The reviews are in...
DC has had their hands full of negative responses to their recent films as of late. From the recent trailers of Gal Gadot's Wonder Women, we all wondered if this would be DC's first big hit! Well..With a Rotten Tomatoes score of 95, we might finally be looking at the DC movie that we all hoped and dreamed would succeed all expectations. With the films release here in a week, the reviews are in from a verity of different sources. Does the recent reviews boost your excitement for Wonder Women first big screen adaptation? Read the reviews and see what everyone has been saying.
Hollywood Reporter:
The Hollywood Reporter: Yet as with all comics-based extravaganzas, brevity is anathema to the Patty Jenkins-directed Wonder Woman, and it doesn’t quite transcend the traits of franchise product as it checks off the list of action-fantasy requisites. But this origin story, with its direct and relatively uncluttered trajectory, offers a welcome change of pace from a superhero realm that’s often overloaded with interconnections and cross-references. (A nod to Wayne Enterprises in the story’s framing device serves as a fuss-free tie-in to the upcoming Justice League.)
Variety:
It may have taken four films to get there, but the DC Extended Universe has finally produced a good old-fashioned superhero.
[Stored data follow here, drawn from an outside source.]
//! Sprite mosaic generation using per-tile color averaging and nearest-color palette matching
//!
//! The system reduces a source image to a grid of average tile colors, resolves
//! each color against an immutable k-d tree index of sprite palette entries,
//! and assembles the chosen sprites into a renderable mosaic grid.

#![forbid(unsafe_code)]

/// Palette indexing and nearest-color matching engine
pub mod engine;
/// Input/output operations and error handling
pub mod io;
/// Tile color extraction and mosaic grid assembly
pub mod spatial;

pub use io::error::{MosaicError, Result};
Sure, previous entries in the Warner Bros. assembly line have given us sporadically successful, demythified takes on Batman and Superman, but they’ve all seemed skeptical, if not downright hostile, toward the sort of unabashed do-gooderism that DC Comics’ golden-age heroes exemplified. Never prone to stewing in solitude, and taking more notes from Richard Donner than from Christopher Nolan, Patty Jenkins’ “Wonder Woman” provides a welcome respite from DC’s house style of grim darkness — boisterous, earnest, sometimes sloppy, yet consistently entertaining — with star Gal Gadot proving an inspired choice for this avatar of truth, justice and the Amazonian way.
The Wrap:
It’s a great cast overall: Gadot mixes ancient wisdom and gravitas with the delight and, yes, wonder of someone trying ice cream for the first time, and Pine takes the generally thankless role of Steve Trevor and imbues him with both a sense of duty and a sense of humor. And since Anaya starred in “The Skin I Live In,” it’s fitting she plays another character who has suffered extreme plastic surgery; the movie gives her poisons expert a stereotypical villain’s disfigurement — a facial graft that makes her look like the Phantom of the Opera — but she still manages to find a soul inside this despicable war criminal.
Entertainment Weekly:
It’s only in the movie’s unnecessary final half-hour or so that Wonder Woman finally meets her match: the special-effects imperatives of contemporary blockbuster filmmaking against which even the Germans onscreen seem insignificant. When Diana realizes that the villain she’s been chasing all this time is, in fact, not the end but just the beginning to a line of villains to be trotted out, no doubt, in subsequent chapters, the movie turns into an eye-rolling digital smackdown that mirrors every other late-period DC (and, to be fair, Marvel) movie smackdown. It would be nice one of these days if some heroic editor just lopped off the last 30 minutes of all of these things. But it’s hard to quibble about what’s wrong with a movie that gets so much right, especially when it comes to Gadot’s revelatory portrayal of Wonder Woman. The wait is over, folks. The DC movie you’ve been waiting for has finally arrived. Grade: A-
IGN:
Wonder Woman is leaps and bounds above the other three entries in the DCEU. With a dramatic setting, a few entertaining action scenes, and a strong supporting cast all working together to tell an inspirational Hero’s Journey, it more than offsets some occasionally uneven acting on Gadot’s part and some shaky technical aspects. The messy third act fight, however, is something that has plagued other superhero movies and is something even Wonder Woman cannot overcome. Overall, Wonder Woman is a win because it successfully tells the story of a woman taking on a war-torn world with the power of love. What’s more heroic than that? Rating: 7.9 out of 10.